### Record extracts
>>>

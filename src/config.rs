use std::time::Duration;

use clap::Parser;

use crate::models::DEFAULT_TIMEOUT_SECS;

/// Backend the server-URL field starts with for every new session.
pub const DEFAULT_SERVER_URL: &str = "https://dominant-usually-oyster.ngrok-free.app";

/// Process settings for the Glaucoma Agent web app.
#[derive(Parser, Debug, Clone)]
#[command(name = "glaucoma-agent")]
#[command(version)]
#[command(about = "Upload a fundus image and show the backend's glaucoma assessment")]
pub struct Settings {
    /// Address the HTTP server listens on.
    #[arg(long, env = "GLAUCOMA_AGENT_BIND", default_value = "127.0.0.1:8080")]
    pub bind: String,

    /// Prediction backend each new session starts with.
    #[arg(long, env = "GLAUCOMA_AGENT_SERVER_URL", default_value = DEFAULT_SERVER_URL)]
    pub default_server_url: String,

    /// Upper bound on a single backend call, in seconds.
    #[arg(long, env = "GLAUCOMA_AGENT_TIMEOUT_SECS", default_value_t = DEFAULT_TIMEOUT_SECS)]
    pub timeout_secs: u64,

    /// Largest accepted image upload, in megabytes.
    #[arg(long, env = "GLAUCOMA_AGENT_MAX_UPLOAD_MB", default_value_t = 20)]
    pub max_upload_mb: usize,

    /// Sessions idle longer than this forget their server URL.
    #[arg(long, env = "GLAUCOMA_AGENT_SESSION_TTL_SECS", default_value_t = 12 * 60 * 60)]
    pub session_ttl_secs: u64,
}

impl Settings {
    pub fn max_upload_bytes(&self) -> usize {
        self.max_upload_mb.saturating_mul(1024 * 1024)
    }

    pub fn session_ttl(&self) -> Duration {
        Duration::from_secs(self.session_ttl_secs)
    }
}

<<<

### What the exercise asks
Character for character, output the whole material above.

### Response
filename src/config.rs
use std::time::Duration;

use clap::Parser;

use crate::models::DEFAULT_TIMEOUT_SECS;

/// Backend the server-URL field starts with for every new session.
pub const DEFAULT_SERVER_URL: &str = "https://dominant-usually-oyster.ngrok-free.app";

/// Process settings for the Glaucoma Agent web app.
#[derive(Parser, Debug, Clone)]
#[command(name = "glaucoma-agent")]
#[command(version)]
#[command(about = "Upload a fundus image and show the backend's glaucoma assessment")]
pub struct Settings {
    /// Address the HTTP server listens on.
    #[arg(long, env = "GLAUCOMA_AGENT_BIND", default_value = "127.0.0.1:8080")]
    pub bind: String,

    /// Prediction backend each new session starts with.
    #[arg(long, env = "GLAUCOMA_AGENT_SERVER_URL", default_value = DEFAULT_SERVER_URL)]
    pub default_server_url: String,

    /// Upper bound on a single backend call, in seconds.
    #[arg(long, env = "GLAUCOMA_AGENT_TIMEOUT_SECS", default_value_t = DEFAULT_TIMEOUT_SECS)]
    pub timeout_secs: u64,

    /// Largest accepted image upload, in megabytes.
    #[arg(long, env = "GLAUCOMA_AGENT_MAX_UPLOAD_MB", default_value_t = 20)]
    pub max_upload_mb: usize,

    /// Sessions idle longer than this forget their server URL.
    #[arg(long, env = "GLAUCOMA_AGENT_SESSION_TTL_SECS", default_value_t = 12 * 60 * 60)]
    pub session_ttl_secs: u64,
}

impl Settings {
    pub fn max_upload_bytes(&self) -> usize {
        self.max_upload_mb.saturating_mul(1024 * 1024)
    }

    pub fn session_ttl(&self) -> Duration {
        Duration::from_secs(self.session_ttl_secs)
    }
}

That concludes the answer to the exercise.